» **Stored entries**
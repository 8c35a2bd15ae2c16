use serde::{Deserialize, Deserializer, Serialize};
use thiserror::Error;

/// Job label value attached to every outgoing series.
pub const DEFAULT_JOB: &str = "database-collector";

/// Database engine kind of a discovered credential.
///
/// # Examples
///
/// ```
/// use dbmon_common::types::EngineKind;
///
/// let kind: EngineKind = "mysql".parse().unwrap();
/// assert_eq!(kind, EngineKind::Mysql);
/// assert_eq!(kind.to_string(), "mysql");
/// // Managed stores report enterprise Oracle under its own name.
/// assert_eq!("oracle-ee".parse::<EngineKind>().unwrap(), EngineKind::Oracle);
/// ```
#[derive(Debug, Clone, Copy, PartialEq, Eq, Hash, Serialize, Deserialize)]
#[serde(rename_all = "lowercase")]
pub enum EngineKind {
    Mysql,
    #[serde(alias = "postgresql")]
    Postgres,
    #[serde(alias = "oracle-ee")]
    Oracle,
}

impl std::fmt::Display for EngineKind {
    fn fmt(&self, f: &mut std::fmt::Formatter<'_>) -> std::fmt::Result {
        match self {
            EngineKind::Mysql => write!(f, "mysql"),
            EngineKind::Postgres => write!(f, "postgres"),
            EngineKind::Oracle => write!(f, "oracle"),
        }
    }
}

impl std::str::FromStr for EngineKind {
    type Err = String;

    fn from_str(s: &str) -> Result<Self, Self::Err> {
        match s.to_lowercase().as_str() {
            "mysql" => Ok(EngineKind::Mysql),
            "postgres" | "postgresql" => Ok(EngineKind::Postgres),
            "oracle" | "oracle-ee" => Ok(EngineKind::Oracle),
            _ => Err(format!("unknown engine kind: {s}")),
        }
    }
}

/// Connection parameters carried in a credential payload.
#[derive(Debug, Clone, PartialEq, Eq, Serialize, Deserialize)]
pub struct ConnectionParams {
    pub host: String,
    #[serde(deserialize_with = "deserialize_port")]
    pub port: u16,
    pub username: String,
    pub password: String,
    /// Database to connect to; MySQL probes connect without one.
    #[serde(default)]
    pub dbname: Option<String>,
}

/// Secret stores are inconsistent about the port type: managed records carry
/// a number, hand-created ones often a string.
#[derive(Deserialize)]
#[serde(untagged)]
enum PortValue {
    Num(u64),
    Text(String),
}

fn deserialize_port<'de, D>(deserializer: D) -> Result<u16, D::Error>
where
    D: Deserializer<'de>,
{
    match PortValue::deserialize(deserializer)? {
        PortValue::Num(n) => u16::try_from(n)
            .map_err(|_| serde::de::Error::custom(format!("port {n} out of range"))),
        PortValue::Text(s) => s
            .trim()
            .parse::<u16>()
            .map_err(|_| serde::de::Error::custom(format!("port {s:?} is not a number"))),
    }
}

/// Error produced when a fetched secret payload cannot become a
/// [`CredentialRecord`].
#[derive(Debug, Clone, Error)]
pub enum CredentialParseError {
    #[error("credential {id} has malformed payload: {reason}")]
    Malformed { id: String, reason: String },
    #[error("credential {id} uses unsupported engine {engine:?}")]
    UnsupportedEngine { id: String, engine: String },
}

#[derive(Deserialize)]
struct SecretPayload {
    engine: String,
    host: String,
    #[serde(deserialize_with = "deserialize_port")]
    port: u16,
    username: String,
    password: String,
    #[serde(default)]
    dbname: Option<String>,
}

/// One discovered credential, validated into typed form.
#[derive(Debug, Clone, PartialEq, Eq)]
pub struct CredentialRecord {
    pub id: String,
    pub engine: EngineKind,
    pub connection: ConnectionParams,
}

impl CredentialRecord {
    /// Parses the raw secret JSON (`engine`, `host`, `port`, `username`,
    /// `password`, optional `dbname`) into a typed record.
    ///
    /// # Errors
    ///
    /// Returns [`CredentialParseError::Malformed`] when a required field is
    /// missing or the wrong shape, and
    /// [`CredentialParseError::UnsupportedEngine`] when the engine string is
    /// not a known kind.
    pub fn from_secret_json(id: &str, payload: &str) -> Result<Self, CredentialParseError> {
        let raw: SecretPayload =
            serde_json::from_str(payload).map_err(|e| CredentialParseError::Malformed {
                id: id.to_string(),
                reason: e.to_string(),
            })?;

        let engine = raw
            .engine
            .parse::<EngineKind>()
            .map_err(|_| CredentialParseError::UnsupportedEngine {
                id: id.to_string(),
                engine: raw.engine.clone(),
            })?;

        if raw.host.trim().is_empty() {
            return Err(CredentialParseError::Malformed {
                id: id.to_string(),
                reason: "host is empty".to_string(),
            });
        }
        if raw.username.trim().is_empty() {
            return Err(CredentialParseError::Malformed {
                id: id.to_string(),
                reason: "username is empty".to_string(),
            });
        }

        Ok(Self {
            id: id.to_string(),
            engine,
            connection: ConnectionParams {
                host: raw.host,
                port: raw.port,
                username: raw.username,
                password: raw.password,
                dbname: raw.dbname,
            },
        })
    }
}

/// Fixed labels attached to every outgoing series regardless of source, so a
/// consumer can attribute any sample to its origin instance.
#[derive(Debug, Clone, PartialEq, Eq)]
pub struct EnrichmentLabels {
    pub identifier: String,
    pub job: String,
    pub region: String,
    pub account_id: String,
    pub engine: String,
}

impl EnrichmentLabels {
    /// Label pairs in wire spelling. `accountId` keeps the casing existing
    /// dashboards query by.
    pub fn pairs(&self) -> [(&'static str, &str); 5] {
        [
            ("identifier", self.identifier.as_str()),
            ("job", self.job.as_str()),
            ("region", self.region.as_str()),
            ("accountId", self.account_id.as_str()),
            ("engine", self.engine.as_str()),
        ]
    }
}

/// Instance identifier derived from a connection host: everything up to the
/// first dot.
///
/// # Examples
///
/// ```
/// use dbmon_common::types::instance_identifier;
///
/// assert_eq!(
///     instance_identifier("orders-db.cluster-abc123.us-west-2.rds.amazonaws.com"),
///     "orders-db"
/// );
/// assert_eq!(instance_identifier("localhost"), "localhost");
/// ```
pub fn instance_identifier(host: &str) -> &str {
    host.split('.').next().unwrap_or(host)
}
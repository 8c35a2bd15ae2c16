use dbmon_aws::error::AwsError;
use thiserror::Error;

/// Errors raised while encoding or delivering a remote-write batch.
///
/// # Example
///
/// ```
/// use dbmon_remote::error::RemoteWriteError;
///
/// let err = RemoteWriteError::Rejected { status: 403, body: "signature expired".to_string() };
/// assert!(err.to_string().contains("403"));
/// ```
#[derive(Error, Debug)]
pub enum RemoteWriteError {
    /// Endpoint configuration is missing or unparseable. Surfaced at
    /// startup, never per send.
    #[error("Remote write configuration error: {0}")]
    Config(String),

    /// Snappy compression of the serialized request failed.
    #[error("Compression error: {0}")]
    Compression(#[from] snap::Error),

    /// Signing or credential assumption failed.
    #[error("Signing error: {0}")]
    Signing(#[from] AwsError),

    /// An underlying HTTP transport error from `reqwest`.
    #[error("Network error: {0}")]
    Network(#[from] reqwest::Error),

    /// The backend answered with a non-success status. The body is kept for
    /// diagnostics; the batch is dropped.
    #[error("Remote write rejected: status={status}, body={body}")]
    Rejected { status: u16, body: String },
}

/// Result type alias for remote-write operations
pub type Result<T> = std::result::Result<T, RemoteWriteError>;
// Chart series domain models
use super::reading::Reading;
use chrono::{DateTime, Utc};

#[derive(Debug, Clone, PartialEq)]
pub struct TimeSeriesPoint {
    pub time: DateTime<Utc>,
    pub value: f64,
}

impl TimeSeriesPoint {
    pub fn new(time: DateTime<Utc>, value: f64) -> Self {
        Self { time, value }
    }
}

impl From<&Reading> for TimeSeriesPoint {
    fn from(reading: &Reading) -> Self {
        Self::new(reading.time, reading.value)
    }
}

/// A single named line on the dashboard chart
#[derive(Debug, Clone)]
pub struct SeriesData {
    pub name: String,
    pub color: String,
    pub points: Vec<TimeSeriesPoint>,
}

impl SeriesData {
    pub fn new(name: String, color: String, points: Vec<TimeSeriesPoint>) -> Self {
        Self {
            name,
            color,
            points,
        }
    }

    /// Lowest and highest value in the series, `None` when empty
    pub fn value_range(&self) -> Option<(f64, f64)> {
        self.points.iter().fold(None, |range, p| match range {
            None => Some((p.value, p.value)),
            Some((lo, hi)) => Some((lo.min(p.value), hi.max(p.value))),
        })
    }
}
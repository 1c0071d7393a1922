// Error taxonomy for the gateway and the proxy
use crate::domain::reading::ValueError;
use thiserror::Error;

#[derive(Debug, Error)]
pub enum GatewayError {
    #[error("Invalid value: {0}")]
    InvalidInput(#[from] ValueError),

    #[error("InfluxDB request failed: {0:#}")]
    Upstream(anyhow::Error),

    #[error("No data found")]
    NotFound,
}

#[derive(Debug, Error)]
pub enum ProxyError {
    #[error("Failed to reach the data gateway: {0}")]
    Network(String),

    #[error("Data gateway responded with status {0}")]
    Status(u16),

    #[error("Data gateway returned a malformed body: {0}")]
    Malformed(String),
}
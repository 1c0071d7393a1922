// Server-rendered dashboard page
use super::chart::render_line_chart;
use crate::domain::dashboard::{Dashboard, DashboardView};
use crate::domain::reading::WINDOW_DAYS;
use chrono::{DateTime, TimeZone, Utc};
use std::fmt::Display;

const STYLE: &str = "body{font-family:sans-serif;margin:2rem;color:#222}\
.dashboard{max-width:840px;margin:auto}\
.chart-container{margin-top:1.5rem}\
.chart{width:100%;height:auto}\
.error{color:#c62828}";

pub fn format_time<Tz>(time: &DateTime<Utc>, tz: &Tz) -> String
where
    Tz: TimeZone,
    Tz::Offset: Display,
{
    time.with_timezone(tz).format("%Y-%m-%d %H:%M:%S").to_string()
}

pub fn escape(text: &str) -> String {
    let mut out = String::with_capacity(text.len());
    for c in text.chars() {
        match c {
            '&' => out.push_str("&amp;"),
            '<' => out.push_str("&lt;"),
            '>' => out.push_str("&gt;"),
            '"' => out.push_str("&quot;"),
            '\'' => out.push_str("&#39;"),
            _ => out.push(c),
        }
    }
    out
}

/// Render a settled dashboard load, with timestamps shown in `tz`
pub fn render_page<Tz>(view: &DashboardView, tz: &Tz) -> String
where
    Tz: TimeZone,
    Tz::Offset: Display,
{
    let body = match view {
        DashboardView::Error { message } => {
            format!(r#"<p class="error">Error: {}</p>"#, escape(message))
        }
        DashboardView::Ready(dashboard) => render_dashboard(dashboard, tz),
    };

    format!(
        "<!DOCTYPE html>\n<html lang=\"en\">\n<head>\n<meta charset=\"utf-8\">\n\
         <meta name=\"viewport\" content=\"width=device-width, initial-scale=1\">\n\
         <title>Humidity Dashboard</title>\n<style>{STYLE}</style>\n</head>\n\
         <body>\n{body}\n</body>\n</html>\n"
    )
}

fn render_dashboard<Tz>(dashboard: &Dashboard, tz: &Tz) -> String
where
    Tz: TimeZone,
    Tz::Offset: Display,
{
    let mut html = format!(
        "<div class=\"dashboard\">\n<h1>{}</h1>\n",
        escape(&dashboard.title)
    );

    match &dashboard.summary {
        None => {
            html.push_str(&format!(
                "<p>No humidity readings in the last {} days.</p>\n",
                WINDOW_DAYS
            ));
        }
        Some(summary) => {
            html.push_str(&format!(
                "<p>Highest Humidity: {}% on {}</p>\n",
                summary.highest.value,
                format_time(&summary.highest.time, tz)
            ));
            html.push_str(&format!(
                "<p>Lowest Humidity: {}% on {}</p>\n",
                summary.lowest.value,
                format_time(&summary.lowest.time, tz)
            ));
            html.push_str(&format!("<p>Mean Humidity: {:.2}%</p>\n", summary.mean));
            html.push_str(&format!(
                "<div class=\"chart-container\">{}</div>\n",
                render_line_chart(&dashboard.series, tz)
            ));
        }
    }

    html.push_str("</div>");
    html
}
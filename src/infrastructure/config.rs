use serde::Deserialize;
use serde::de::DeserializeOwned;
use thiserror::Error;

#[derive(Debug, Error)]
pub enum ConfigError {
    #[error("configuration error: {0}")]
    Load(#[from] config::ConfigError),

    #[error("required option `{0}` is empty")]
    Empty(&'static str),
}

#[derive(Debug, Deserialize, Clone)]
pub struct GatewayConfig {
    pub influx: InfluxSettings,
    pub server: ServerSettings,
}

#[derive(Debug, Deserialize, Clone)]
pub struct InfluxSettings {
    pub host: String,
    pub token: String,
    pub org: String,
    pub bucket: String,
    /// Value of the `app` tag attached to every written point
    #[serde(default = "default_app_tag")]
    pub app_tag: String,
}

fn default_app_tag() -> String {
    "db_api".to_string()
}

#[derive(Debug, Deserialize, Clone)]
pub struct ServerSettings {
    pub host: String,
    pub port: u16,
}

impl ServerSettings {
    pub fn bind_address(&self) -> String {
        format!("{}:{}", self.host, self.port)
    }
}

#[derive(Debug, Deserialize, Clone)]
pub struct DashboardConfig {
    pub gateway: GatewaySettings,
    pub server: ServerSettings,
}

#[derive(Debug, Deserialize, Clone)]
pub struct GatewaySettings {
    /// Full URL of the gateway's getData endpoint
    pub url: String,
}

/// Gateway settings from `config/gateway.toml` (optional) and `GATEWAY_*` env vars
pub fn load_gateway_config() -> Result<GatewayConfig, ConfigError> {
    let config: GatewayConfig = load(sources("config/gateway", "GATEWAY"))?;
    config.validate()?;
    Ok(config)
}

/// Dashboard settings from `config/dashboard.toml` (optional) and `DASHBOARD_*` env vars
pub fn load_dashboard_config() -> Result<DashboardConfig, ConfigError> {
    let config: DashboardConfig = load(sources("config/dashboard", "DASHBOARD"))?;
    config.validate()?;
    Ok(config)
}

fn sources(file: &str, prefix: &str) -> config::ConfigBuilder<config::builder::DefaultState> {
    config::Config::builder()
        .add_source(config::File::with_name(file).required(false))
        .add_source(environment(prefix))
}

/// Env values stay strings so credentials like `007` survive; typed
/// fields such as ports are converted during deserialization.
fn environment(prefix: &str) -> config::Environment {
    config::Environment::with_prefix(prefix)
        .prefix_separator("_")
        .separator("__")
}

fn load<T: DeserializeOwned>(
    builder: config::ConfigBuilder<config::builder::DefaultState>,
) -> Result<T, ConfigError> {
    let settings = builder.build()?;
    Ok(settings.try_deserialize()?)
}

fn require(value: &str, name: &'static str) -> Result<(), ConfigError> {
    if value.trim().is_empty() {
        return Err(ConfigError::Empty(name));
    }
    Ok(())
}

impl GatewayConfig {
    fn validate(&self) -> Result<(), ConfigError> {
        require(&self.influx.host, "influx.host")?;
        require(&self.influx.token, "influx.token")?;
        require(&self.influx.org, "influx.org")?;
        require(&self.influx.bucket, "influx.bucket")?;
        require(&self.server.host, "server.host")
    }
}

impl DashboardConfig {
    fn validate(&self) -> Result<(), ConfigError> {
        require(&self.gateway.url, "gateway.url")?;
        require(&self.server.host, "server.host")
    }
}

» **PROBLEM DESCRIPTION**
Where does the word "request" occur in the records? Return every line that holds it.

» **WRITTEN SOLUTION**
    /// Snappy compression of the serialized request failed.
    #[error("InfluxDB request failed: {0:#}")]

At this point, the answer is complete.